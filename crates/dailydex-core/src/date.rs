//! Calendar date keys
//!
//! Every persistent record is keyed by a calendar date in the canonical
//! `YYYY-MM-DD` form. A `DateKey` is always handed in by the caller; the
//! core never derives "today" on its own, so the designated timezone stays
//! a presentation-layer concern.

use crate::error::{Error, Result};
use serde::{Deserialize, Serialize};
use std::fmt;
use std::str::FromStr;

/// A calendar date (year, month, day)
#[derive(Debug, Clone, Copy, PartialEq, Eq, PartialOrd, Ord, Hash, Serialize, Deserialize)]
pub struct DateKey {
    pub year: i32,
    pub month: u8,
    pub day: u8,
}

impl DateKey {
    /// Days in each month (non-leap year)
    const DAYS_IN_MONTH: [u8; 12] = [31, 28, 31, 30, 31, 30, 31, 31, 30, 31, 30, 31];

    /// Create a new date key
    pub fn new(year: i32, month: u8, day: u8) -> Self {
        Self { year, month, day }
    }

    /// Parse the canonical `YYYY-MM-DD` form
    ///
    /// This is the one strict format in the system; anything else is an
    /// error, including unpadded months and days.
    pub fn parse(s: &str) -> Result<Self> {
        let invalid = || Error::InvalidDateKey(s.to_string());

        let mut parts = s.split('-');
        let (Some(y), Some(m), Some(d), None) =
            (parts.next(), parts.next(), parts.next(), parts.next())
        else {
            return Err(invalid());
        };
        if y.len() != 4 || m.len() != 2 || d.len() != 2 {
            return Err(invalid());
        }
        if ![y, m, d]
            .iter()
            .all(|p| p.bytes().all(|b| b.is_ascii_digit()))
        {
            return Err(invalid());
        }

        let year: i32 = y.parse().map_err(|_| invalid())?;
        let month: u8 = m.parse().map_err(|_| invalid())?;
        let day: u8 = d.parse().map_err(|_| invalid())?;

        if !(1..=12).contains(&month) || day < 1 || day > Self::days_in_month(year, month) {
            return Err(invalid());
        }
        Ok(Self { year, month, day })
    }

    /// Check if this year is a leap year
    pub fn is_leap_year(year: i32) -> bool {
        (year % 4 == 0 && year % 100 != 0) || (year % 400 == 0)
    }

    /// Get days in a specific month
    pub fn days_in_month(year: i32, month: u8) -> u8 {
        if month == 2 && Self::is_leap_year(year) {
            29
        } else {
            Self::DAYS_IN_MONTH[(month - 1) as usize]
        }
    }

    /// Add days to this date (calendar arithmetic, negative allowed)
    pub fn add_days(&self, days: i32) -> Self {
        let mut year = self.year;
        let mut month = self.month;
        let mut day = self.day as i32;

        day += days;

        // Handle positive overflow
        while day > Self::days_in_month(year, month) as i32 {
            day -= Self::days_in_month(year, month) as i32;
            month += 1;
            if month > 12 {
                month = 1;
                year += 1;
            }
        }

        // Handle negative underflow
        while day < 1 {
            month -= 1;
            if month < 1 {
                month = 12;
                year -= 1;
            }
            day += Self::days_in_month(year, month) as i32;
        }

        Self {
            year,
            month,
            day: day as u8,
        }
    }

    /// The calendar day immediately before this one
    pub fn prev_day(&self) -> Self {
        self.add_days(-1)
    }

    /// The calendar day immediately after this one
    pub fn next_day(&self) -> Self {
        self.add_days(1)
    }
}

impl fmt::Display for DateKey {
    fn fmt(&self, f: &mut fmt::Formatter<'_>) -> fmt::Result {
        write!(f, "{:04}-{:02}-{:02}", self.year, self.month, self.day)
    }
}

impl FromStr for DateKey {
    type Err = Error;

    fn from_str(s: &str) -> Result<Self> {
        Self::parse(s)
    }
}

#[cfg(test)]
mod tests {
    use super::*;

    #[test]
    fn test_parse_and_display() {
        let date = DateKey::parse("2025-01-09").unwrap();
        assert_eq!(date, DateKey::new(2025, 1, 9));
        assert_eq!(date.to_string(), "2025-01-09");
    }

    #[test]
    fn test_parse_rejects_malformed() {
        for bad in [
            "",
            "2025-1-09",
            "2025-01-9",
            "25-01-09",
            "2025/01/09",
            "2025-13-01",
            "2025-00-10",
            "2025-02-29",
            "2025-01-09-",
            "abcd-01-09",
            "+025-01-09",
        ] {
            assert!(DateKey::parse(bad).is_err(), "accepted {:?}", bad);
        }
        // 2024 is a leap year
        assert!(DateKey::parse("2024-02-29").is_ok());
    }

    #[test]
    fn test_add_days() {
        let date = DateKey::new(2025, 1, 31);
        assert_eq!(date.add_days(1).to_string(), "2025-02-01");
        assert_eq!(date.add_days(365).to_string(), "2026-01-31");

        let eoy = DateKey::new(2024, 12, 31);
        assert_eq!(eoy.next_day().to_string(), "2025-01-01");
    }

    #[test]
    fn test_prev_day_across_boundaries() {
        assert_eq!(DateKey::new(2025, 3, 1).prev_day().to_string(), "2025-02-28");
        assert_eq!(DateKey::new(2024, 3, 1).prev_day().to_string(), "2024-02-29");
        assert_eq!(DateKey::new(2025, 1, 1).prev_day().to_string(), "2024-12-31");
    }
}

----------

▸ **What you should do**
Would you print exactly and only the lines of the material above that run from the line with "months and days." through the line with "let mut day = self.day as i32;", both included?

▸ **Expected output**
    /// error, including unpadded months and days.
    pub fn parse(s: &str) -> Result<Self> {
        let invalid = || Error::InvalidDateKey(s.to_string());

        let mut parts = s.split('-');
        let (Some(y), Some(m), Some(d), None) =
            (parts.next(), parts.next(), parts.next(), parts.next())
        else {
            return Err(invalid());
        };
        if y.len() != 4 || m.len() != 2 || d.len() != 2 {
            return Err(invalid());
        }
        if ![y, m, d]
            .iter()
            .all(|p| p.bytes().all(|b| b.is_ascii_digit()))
        {
            return Err(invalid());
        }

        let year: i32 = y.parse().map_err(|_| invalid())?;
        let month: u8 = m.parse().map_err(|_| invalid())?;
        let day: u8 = d.parse().map_err(|_| invalid())?;

        if !(1..=12).contains(&month) || day < 1 || day > Self::days_in_month(year, month) {
            return Err(invalid());
        }
        Ok(Self { year, month, day })
    }

    /// Check if this year is a leap year
    pub fn is_leap_year(year: i32) -> bool {
        (year % 4 == 0 && year % 100 != 0) || (year % 400 == 0)
    }

    /// Get days in a specific month
    pub fn days_in_month(year: i32, month: u8) -> u8 {
        if month == 2 && Self::is_leap_year(year) {
            29
        } else {
            Self::DAYS_IN_MONTH[(month - 1) as usize]
        }
    }

    /// Add days to this date (calendar arithmetic, negative allowed)
    pub fn add_days(&self, days: i32) -> Self {
        let mut year = self.year;
        let mut month = self.month;
        let mut day = self.day as i32;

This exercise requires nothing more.